Originariamente Scritto da
stefaboy
Ho fatto un sogno.
Era il 25 febbraio. Dopo un testa a testa Lega/ centrosinistra, per 1000 voti di cittadini confusi che mettevano la X su
'scelta civica' di albertini piuttosto che su
'patto civico' di Ambrosoli.. maroni veniva incoronato feldmaresciallo della Lombardia. Il leader secessionista, antipatriottico, antieuropeista alla guida della locomotiva d'Italia. Al partito che ha scritto nell'articolo 1 del suo statuto, l'indipendenza padana, con il 4% dei voti, le tre regioni più ricche d'Italia: il 30% della popolazione e il 60% del pil.

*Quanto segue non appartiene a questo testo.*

use castor_config::MountConfig;

pub fn run(config: &MountConfig) -> Result<(), Box<dyn std::error::Error>> {
    let yaml = serde_yaml::to_string(config)?;
    println!("{}", yaml);

    if !config.fuse_passthrough.is_empty() {
        println!("# kernel options: {}", config.fuse_passthrough.join(","));
    }
    Ok(())
}
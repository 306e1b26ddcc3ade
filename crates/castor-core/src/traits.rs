use async_trait::async_trait;
use chrono::{DateTime, Utc};

use crate::error::BackendError;

/// File type bits of `st_mode`, widened to `u32` on every unix.
pub const S_IFMT: u32 = libc::S_IFMT as u32;
pub const S_IFDIR: u32 = libc::S_IFDIR as u32;
pub const S_IFREG: u32 = libc::S_IFREG as u32;
pub const S_IFLNK: u32 = libc::S_IFLNK as u32;

/// Where the file content currently lives.
#[derive(Debug, Clone, Copy, PartialEq, Eq, Default)]
pub enum MigrationStatus {
    /// Content is on disk in the stager.
    Online,
    /// Content has been migrated to tape.
    Migrated,
    /// Anything else the name server reports.
    #[default]
    Unknown,
}

impl MigrationStatus {
    /// Map the name server's one-byte status marker.
    pub fn from_marker(marker: u8) -> Self {
        match marker {
            b'm' => MigrationStatus::Migrated,
            b'o' => MigrationStatus::Online,
            _ => MigrationStatus::Unknown,
        }
    }

    /// Value exposed through the status xattr.
    pub fn as_str(&self) -> &'static str {
        match self {
            MigrationStatus::Migrated => "migrated",
            MigrationStatus::Online => "online",
            MigrationStatus::Unknown => "unknown",
        }
    }
}

/// Status record for one catalogue entry. Fetched fresh on every call.
#[derive(Debug, Clone, PartialEq, Eq)]
pub struct FileStat {
    /// File type and permission bits, as in `st_mode`.
    pub mode: u32,
    pub size: u64,
    pub uid: u32,
    pub gid: u32,
    pub nlink: u32,
    pub atime: DateTime<Utc>,
    pub mtime: DateTime<Utc>,
    pub ctime: DateTime<Utc>,
    pub status: MigrationStatus,
}

impl FileStat {
    pub fn is_dir(&self) -> bool {
        self.mode & S_IFMT == S_IFDIR
    }

    pub fn is_symlink(&self) -> bool {
        self.mode & S_IFMT == S_IFLNK
    }

    /// Permission bits without the file type.
    pub fn perm(&self) -> u16 {
        (self.mode & 0o7777) as u16
    }
}

/// Checksum metadata of one physical segment.
#[derive(Debug, Clone, PartialEq, Eq)]
pub struct SegmentRecord {
    /// Checksum algorithm, e.g. `adler32`.
    pub checksum_name: String,
    pub checksum: u64,
}

impl SegmentRecord {
    pub fn new(checksum_name: impl Into<String>, checksum: u64) -> Self {
        SegmentRecord {
            checksum_name: checksum_name.into(),
            checksum,
        }
    }
}

/// One directory listing entry.
#[derive(Debug, Clone, PartialEq, Eq)]
pub struct DirEntry {
    pub name: String,
    /// `st_mode` of the entry, type bits included.
    pub mode: u32,
}

impl DirEntry {
    pub fn is_dir(&self) -> bool {
        self.mode & S_IFMT == S_IFDIR
    }
}

/// Opaque handle of an open file, owned by the backend.
#[derive(Debug, Clone, Copy, PartialEq, Eq, Hash)]
pub struct FileHandle(pub u64);

/// Opaque handle of an open directory stream, owned by the backend.
#[derive(Debug, Clone, Copy, PartialEq, Eq, Hash)]
pub struct DirHandle(pub u64);

/// Backend client: the name server plus the remote I/O service.
///
/// All paths are absolute namespace paths. Implementations must be safe to
/// call from many operations at once.
#[async_trait]
pub trait Backend: Send + Sync + 'static {
    /// Status record of one entry.
    async fn stat(&self, path: &str) -> Result<FileStat, BackendError>;

    /// Open a directory stream.
    async fn open_dir(&self, path: &str) -> Result<DirHandle, BackendError>;

    /// Next entry of a directory stream, `None` at the end.
    async fn read_dir(&self, dir: DirHandle) -> Result<Option<DirEntry>, BackendError>;

    /// Close a directory stream.
    async fn close_dir(&self, dir: DirHandle) -> Result<(), BackendError>;

    /// Open a file with `open(2)` flags.
    async fn open(&self, path: &str, flags: i32, mode: u32) -> Result<FileHandle, BackendError>;

    /// Set the absolute position of an open file.
    async fn seek(&self, fh: FileHandle, offset: u64) -> Result<u64, BackendError>;

    /// Read up to `size` bytes from the current position.
    async fn read(&self, fh: FileHandle, size: usize) -> Result<Vec<u8>, BackendError>;

    /// Write at the current position, returning the bytes written.
    async fn write(&self, fh: FileHandle, data: &[u8]) -> Result<usize, BackendError>;

    /// Close an open file.
    async fn close(&self, fh: FileHandle) -> Result<(), BackendError>;

    async fn unlink(&self, path: &str) -> Result<(), BackendError>;

    async fn mkdir(&self, path: &str, mode: u32) -> Result<(), BackendError>;

    async fn rmdir(&self, path: &str) -> Result<(), BackendError>;

    /// Change owner. `None` leaves that id unchanged.
    async fn chown(&self, path: &str, uid: Option<u32>, gid: Option<u32>) -> Result<(), BackendError>;

    /// Segment checksum records, in segment order.
    async fn segments(&self, path: &str) -> Result<Vec<SegmentRecord>, BackendError>;
}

Tutti gli 'oni' ritornavano al Pirellone: berlusconi, formigoni, maroni, boni. Il presidente borgomastro del consiglio Lombardo calderoli, a seguito dell'intesa della madonnina di Maroni/Cota/Zaia, riapriva il parlamento del nord a Mantova me genuit.
Secondo l'articolo 119 della Costituzione Italiana, la legge ratifica le intese della Regione con altre Regioni con individuazione di organi comuni.
Il presidente del parlamento nordista, Matteo Salvini, organo costituzionalmente riconosciuto, andava a Bruxelles insieme a nigel farage, per trattare con José Manuel Barroso e Angela Merkel di quote latte e a dirottare i FAS dal mezzogiorno al nord perché
Prima Il Nord!.
Secondo l'articolo 119 della Costituzione Italiana, la Regione può concludere accordi con Stati
La propaganda contro Roma diventava sempre più aspra, causando la scissione del PDL e l'anarchia al parlamento nazionale. La BCE bloccava il suo sostegno all'Italia, SPREAD di nuovo alle stelle e i cittadini si ritrovavano sulle spalle un'altra manovra da 100 miliardi nel 2014.